Un tournant symbolique
Si le président Marcelo Rebelo de Sousa promulgue le texte, le Portugal rejoindra la France, la Belgique, le Danemark et consorts dans la croisade du “visage découvert”. Une victoire symbolique pour Chega, qui y voit le triomphe des “valeurs portugaises”. En réalité, c’est peut-être la fin d’une singularité : celle d’un pays resté, jusqu’ici, à l’écart des crispations identitaires européennes.

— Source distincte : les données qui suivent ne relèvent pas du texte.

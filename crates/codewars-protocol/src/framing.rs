//! Message boundaries on the byte stream.
//!
//! The switch protocol never defined a terminator, so framing is a
//! setting. [`Framing::None`] reproduces the historical behavior: nothing
//! is appended on the way out, and each read chunk counts as one message
//! on the way in. [`Framing::Line`] terminates every outbound command with
//! `\n` and splits inbound bytes on `\n`.

use bytes::{Bytes, BytesMut};
use memchr::memchr;
use serde::{Deserialize, Serialize};

use crate::{Command, ProtocolError};

/// Longest inbound line accepted under [`Framing::Line`].
pub const DEFAULT_MAX_MESSAGE_LEN: usize = 8 * 1024;

/// How commands are delimited on the wire.
#[derive(
    Debug, Clone, Copy, PartialEq, Eq, Default, Serialize, Deserialize,
)]
#[serde(rename_all = "snake_case")]
pub enum Framing {
    /// No terminator. One read chunk is one message.
    #[default]
    None,
    /// Newline-terminated; a `\r` before the `\n` is ignored on input.
    Line,
}

impl Framing {
    /// Encodes a command for sending.
    ///
    /// # Errors
    /// [`ProtocolError::InvalidPayload`] if line framing is in use and the
    /// command itself contains a newline.
    pub fn encode(self, command: &Command) -> Result<Vec<u8>, ProtocolError> {
        let mut out = command.to_wire().into_bytes();
        if self == Self::Line {
            if memchr(b'\n', &out).is_some() {
                return Err(ProtocolError::InvalidPayload(format!(
                    "{} contains a newline",
                    command.tag()
                )));
            }
            out.push(b'\n');
        }
        Ok(out)
    }
}

/// Accumulates inbound bytes and hands them back one message at a time.
#[derive(Debug)]
pub struct FrameBuffer {
    framing: Framing,
    buf: BytesMut,
    max_message_len: usize,
    /// Set after an overlong line was rejected before its `\n` arrived;
    /// input is dropped up to and including that `\n`.
    discarding: bool,
}

impl FrameBuffer {
    pub fn new(framing: Framing) -> Self {
        Self::with_max_message_len(framing, DEFAULT_MAX_MESSAGE_LEN)
    }

    pub fn with_max_message_len(framing: Framing, max: usize) -> Self {
        Self {
            framing,
            buf: BytesMut::with_capacity(1024),
            max_message_len: max.max(1),
            discarding: false,
        }
    }

    pub fn framing(&self) -> Framing {
        self.framing
    }

    /// Appends bytes read from the socket.
    pub fn push(&mut self, bytes: &[u8]) {
        self.buf.extend_from_slice(bytes);
    }

    pub fn is_empty(&self) -> bool {
        self.buf.is_empty()
    }

    pub fn len(&self) -> usize {
        self.buf.len()
    }

    /// Removes and returns everything buffered, framed or not.
    pub fn take_all(&mut self) -> Bytes {
        self.buf.split().freeze()
    }

    /// Pops the next complete message, if one is buffered.
    ///
    /// Blank lines are skipped under line framing.
    ///
    /// # Errors
    /// [`ProtocolError::MessageTooLong`] for a line longer than the maximum
    /// message length, whether or not its `\n` has arrived. The line is
    /// dropped in full, including any of it still to come, so the caller
    /// can keep reading.
    pub fn next_frame(&mut self) -> Result<Option<Bytes>, ProtocolError> {
        match self.framing {
            Framing::None => {
                Ok((!self.buf.is_empty()).then(|| self.take_all()))
            }
            Framing::Line => loop {
                let Some(i) = memchr(b'\n', &self.buf) else {
                    if self.discarding {
                        self.buf.clear();
                        return Ok(None);
                    }
                    let pending = match self.buf.last() {
                        Some(b'\r') => self.buf.len() - 1,
                        _ => self.buf.len(),
                    };
                    if pending > self.max_message_len {
                        self.buf.clear();
                        self.discarding = true;
                        return Err(self.too_long());
                    }
                    return Ok(None);
                };
                let line = trim_crlf(self.buf.split_to(i + 1).freeze());
                if std::mem::take(&mut self.discarding) {
                    continue;
                }
                if line.len() > self.max_message_len {
                    return Err(self.too_long());
                }
                if !line.is_empty() {
                    return Ok(Some(line));
                }
            },
        }
    }

    fn too_long(&self) -> ProtocolError {
        ProtocolError::MessageTooLong {
            max: self.max_message_len,
        }
    }
}

fn trim_crlf(mut b: Bytes) -> Bytes {
    let mut end = b.len();
    if end > 0 && b[end - 1] == b'\n' {
        end -= 1;
    }
    if end > 0 && b[end - 1] == b'\r' {
        end -= 1;
    }
    b.truncate(end);
    b
}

Une Europe qui se ferme les yeux pour mieux les garder ouverts
Le débat, finalement, n’est pas religieux. Il est culturel, presque existentiel. L’interdiction de la burqa ne changera pas la vie des Portugais — sauf peut-être celle de quelques femmes invisibles — mais elle dira beaucoup sur l’évolution d’un continent qui préfère légiférer sur des tissus que réfléchir à ses fractures.
Entre Lisbonne et Bruxelles, on continue donc à défendre la liberté… en la réglementant. À ce rythme, l’Europe finira peut-être par se découvrir entièrement. Mais pas forcément du meilleur côté.